I feel that this is a horrible, low-attention-spanny, consumerist attitude towards the Poem-A-Day, and I would like to change it. I would like to resolve to make reading the Poem-A-Day a calming, meditative experience, one in which I slow down, focus, concentrate, and commit fully to the three to five minutes it will take to read the poem carefully, with open-hearted attention and full mental cognition. But it arrives in my inbox at 6:50 a.m. This is about the time I have to go apply my face (which I resent), and commit to the 520 commute (which I also resent, but as not as much as having to plaster on expensive makeup in order to feel that I’m presentable.) Honestly, I don’t know if I can do it. But I’m worried that by not doing it, I might be missing something, like this amazing poem from a few mornings ago, which I just glared at and then ignored. I didn’t come back to it until tonight, when I finally read it in a relaxed state, and cried for a full ten minutes.

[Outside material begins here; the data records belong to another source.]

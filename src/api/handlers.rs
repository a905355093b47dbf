//! HTTP request handlers for the booking engine API.
//!
//! This module contains the handler functions for all API endpoints. Each
//! handler reads a business snapshot from the repository, runs the
//! scheduling core against it and maps [`EngineError`]s onto JSON errors.

use std::time::Instant;

use axum::{
    Json, Router,
    extract::{Path, State, rejection::JsonRejection},
    http::{StatusCode, header},
    response::{IntoResponse, Response},
    routing::{get, post, put},
};
use serde::Serialize;
use tracing::{info, warn};
use uuid::Uuid;

use crate::error::{EngineError, EngineResult};
use crate::models::{Booking, BookingStatus, Business, total_duration};
use crate::scheduling::{
    AffectedBooking, EmployeeSelector, MinuteRange, TimeContext, explain_assignment,
    find_available_employee_for_slot, get_available_slots, minutes_to_time, time_to_minutes,
};

use super::request::{AssignmentRequest, AvailabilityRequest, BookingRequest, HoursUpdateRequest};
use super::response::{
    ApiError, ApiErrorResponse, AssignmentResponse, AvailabilityResponse, HoursUpdateResponse,
};
use super::state::AppState;

/// Creates the API router with all endpoints.
pub fn create_router(state: AppState) -> Router {
    Router::new()
        .route("/availability", post(availability_handler))
        .route("/assignment", post(assignment_handler))
        .route("/bookings", post(booking_handler))
        .route("/businesses/:id", get(business_handler))
        .route("/businesses/:id/hours", put(business_hours_handler))
        .route(
            "/businesses/:id/employees/:employee_id/hours",
            put(employee_hours_handler),
        )
        .with_state(state)
}

fn json_response<T: Serialize>(status: StatusCode, body: T) -> Response {
    (
        status,
        [(header::CONTENT_TYPE, "application/json")],
        Json(body),
    )
        .into_response()
}

fn error_response(correlation_id: Uuid, err: EngineError) -> Response {
    warn!(correlation_id = %correlation_id, error = %err, "Request failed");
    let api_error: ApiErrorResponse = err.into();
    json_response(api_error.status, api_error.error)
}

/// Maps a JSON extraction failure onto a 400 response.
fn rejection_response(correlation_id: Uuid, rejection: JsonRejection) -> Response {
    let error = match rejection {
        JsonRejection::JsonDataError(err) => {
            let body_text = err.body_text();
            warn!(
                correlation_id = %correlation_id,
                error = %body_text,
                "JSON data error"
            );
            if body_text.contains("missing field") {
                ApiError::validation_error(body_text)
            } else {
                ApiError::malformed_json(body_text)
            }
        }
        JsonRejection::JsonSyntaxError(err) => {
            warn!(
                correlation_id = %correlation_id,
                error = %err,
                "JSON syntax error"
            );
            ApiError::malformed_json(format!("Invalid JSON syntax: {}", err))
        }
        JsonRejection::MissingJsonContentType(_) => {
            ApiError::new("MISSING_CONTENT_TYPE", "Content-Type must be application/json")
        }
        _ => ApiError::malformed_json("Failed to parse request body"),
    };
    json_response(StatusCode::BAD_REQUEST, error)
}

/// Handler for POST /availability.
async fn availability_handler(
    State(state): State<AppState>,
    payload: Result<Json<AvailabilityRequest>, JsonRejection>,
) -> Response {
    let correlation_id = Uuid::new_v4();
    info!(correlation_id = %correlation_id, "Processing availability request");

    let request = match payload {
        Ok(Json(req)) => req,
        Err(rejection) => return rejection_response(correlation_id, rejection),
    };

    let started = Instant::now();
    match compute_availability(&state, &request) {
        Ok(result) => {
            info!(
                correlation_id = %correlation_id,
                business_id = %request.business_id,
                date = %request.date,
                employee = %request.employee,
                slot_count = result.slots.len(),
                duration_us = started.elapsed().as_micros(),
                "Availability computed"
            );
            json_response(StatusCode::OK, result)
        }
        Err(err) => error_response(correlation_id, err),
    }
}
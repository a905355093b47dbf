//! Validation of opening-hours intervals.
//!
//! [`validate_intervals`] is the plain overlap check. [`validate_hours`] is
//! the editing-boundary guard run before hours are persisted: it adds the
//! positive-duration and strict chronological-order rules and reports the
//! offending day.

use crate::error::{EngineError, EngineResult};
use crate::models::{DayHours, DayOfWeek, Hours, Interval};

use super::time_arithmetic::{MinuteRange, interval_to_range};

/// Returns true when no two intervals of one day overlap.
///
/// Touching endpoints are legal (back-to-back intervals). A range that runs
/// past midnight is also compared against the other ranges shifted by one
/// day, so wrap-around overlaps are caught. Any unparseable interval makes
/// the list invalid.
///
/// # Examples
///
/// ```
/// use booking_engine::models::Interval;
/// use booking_engine::scheduling::validate_intervals;
///
/// let back_to_back = vec![Interval::new("09:00", "12:00"), Interval::new("12:00", "15:00")];
/// assert!(validate_intervals(&back_to_back));
///
/// let overlapping = vec![Interval::new("09:00", "12:00"), Interval::new("11:00", "13:00")];
/// assert!(!validate_intervals(&overlapping));
/// ```
pub fn validate_intervals(intervals: &[Interval]) -> bool {
    let Some(ranges) = parse_ranges(intervals) else {
        return false;
    };

    for (i, a) in ranges.iter().enumerate() {
        for b in &ranges[i + 1..] {
            if ranges_collide(a, b) {
                return false;
            }
        }
    }

    true
}

/// Returns true when each interval starts strictly after the previous one ends.
///
/// This is stricter than [`validate_intervals`]: back-to-back intervals and
/// out-of-order lists are both rejected.
pub fn is_chronological(intervals: &[Interval]) -> bool {
    let Some(ranges) = parse_ranges(intervals) else {
        return false;
    };

    ranges.windows(2).all(|pair| pair[1].start > pair[0].end)
}

/// Validates the intervals of one day.
///
/// Disabled days are always valid. An enabled day needs at least one
/// interval, every interval must have a positive duration after midnight
/// normalization, intervals must not overlap, and multiple intervals must
/// be strictly chronological.
///
/// # Errors
///
/// Returns [`EngineError::InvalidHours`] naming `day`.
pub fn validate_day(day: DayOfWeek, hours: &DayHours) -> EngineResult<()> {
    if !hours.enabled {
        return Ok(());
    }

    let invalid = |message: String| EngineError::InvalidHours { day, message };

    if hours.intervals.is_empty() {
        return Err(invalid("an open day needs at least one interval".to_string()));
    }

    for interval in &hours.intervals {
        let range = interval_to_range(interval).map_err(|e| invalid(e.to_string()))?;
        if range.is_empty() {
            return Err(invalid(format!(
                "interval {}-{} must end after it starts",
                interval.open, interval.close
            )));
        }
    }

    if !validate_intervals(&hours.intervals) {
        return Err(invalid("intervals overlap".to_string()));
    }

    if hours.intervals.len() > 1 && !is_chronological(&hours.intervals) {
        return Err(invalid(
            "intervals must be in chronological order, each starting after the previous one ends"
                .to_string(),
        ));
    }

    Ok(())
}

/// Validates every day of a weekly schedule, stopping at the first invalid day.
///
/// # Examples
///
/// ```
/// use booking_engine::error::EngineError;
/// use booking_engine::models::{DayHours, DayOfWeek, Hours, Interval};
/// use booking_engine::scheduling::validate_hours;
///
/// let hours = Hours::new().with_day(
///     DayOfWeek::Tuesday,
///     DayHours::open(vec![Interval::new("10:00", "10:00")]),
/// );
/// match validate_hours(&hours) {
///     Err(EngineError::InvalidHours { day, .. }) => assert_eq!(day, DayOfWeek::Tuesday),
///     other => panic!("unexpected {:?}", other),
/// }
/// ```
pub fn validate_hours(hours: &Hours) -> EngineResult<()> {
    hours.iter().try_for_each(|(day, day_hours)| validate_day(day, day_hours))
}

fn parse_ranges(intervals: &[Interval]) -> Option<Vec<MinuteRange>> {
    intervals.iter().map(|i| interval_to_range(i).ok()).collect()
}

fn ranges_collide(a: &MinuteRange, b: &MinuteRange) -> bool {
    a.overlaps(b) || a.overlaps(&b.shifted_days(1)) || a.shifted_days(1).overlaps(b)
}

Then I think, so why does it have to be morning, the worst time for me to concentrate and open my heart to anything, that I put pressure on myself to do this? Then I think, it’s because morning is the worst time for me to concentrate and open my heart to anything. The Beauty Breathes project, in conjunction with Dana Guthrie-Martin’s Compassion Project, was supposed to be a way for me to begin changing some of my less-helpful patterns, not to reinforce them.

I’ll start on Monday.


--Kristen McHenry

3 comments:

Robin said...

Hi, Kristen ~

I first discovered your blog during NaNoWriMom at RWP. Then I recently rediscovered it through Dana's Compassion Project. So glad you're writing. I'm grateful to know there are others like me out there who struggle with open-heartedness in the morning. And who can cry for ten minutes after reading a poem like Grace Street. Those tears are a beautiful thing.

Robin said...

NaPoWriMo, that is. :)

Dale said...

I can't do a new poem every day by a stranger, not along with my other reading. I always wish Qarrtsiluni would publish one thing weekly -- that I could handle -- but this every day thing just overwhelms me. So it's in my reader but I usually skip it.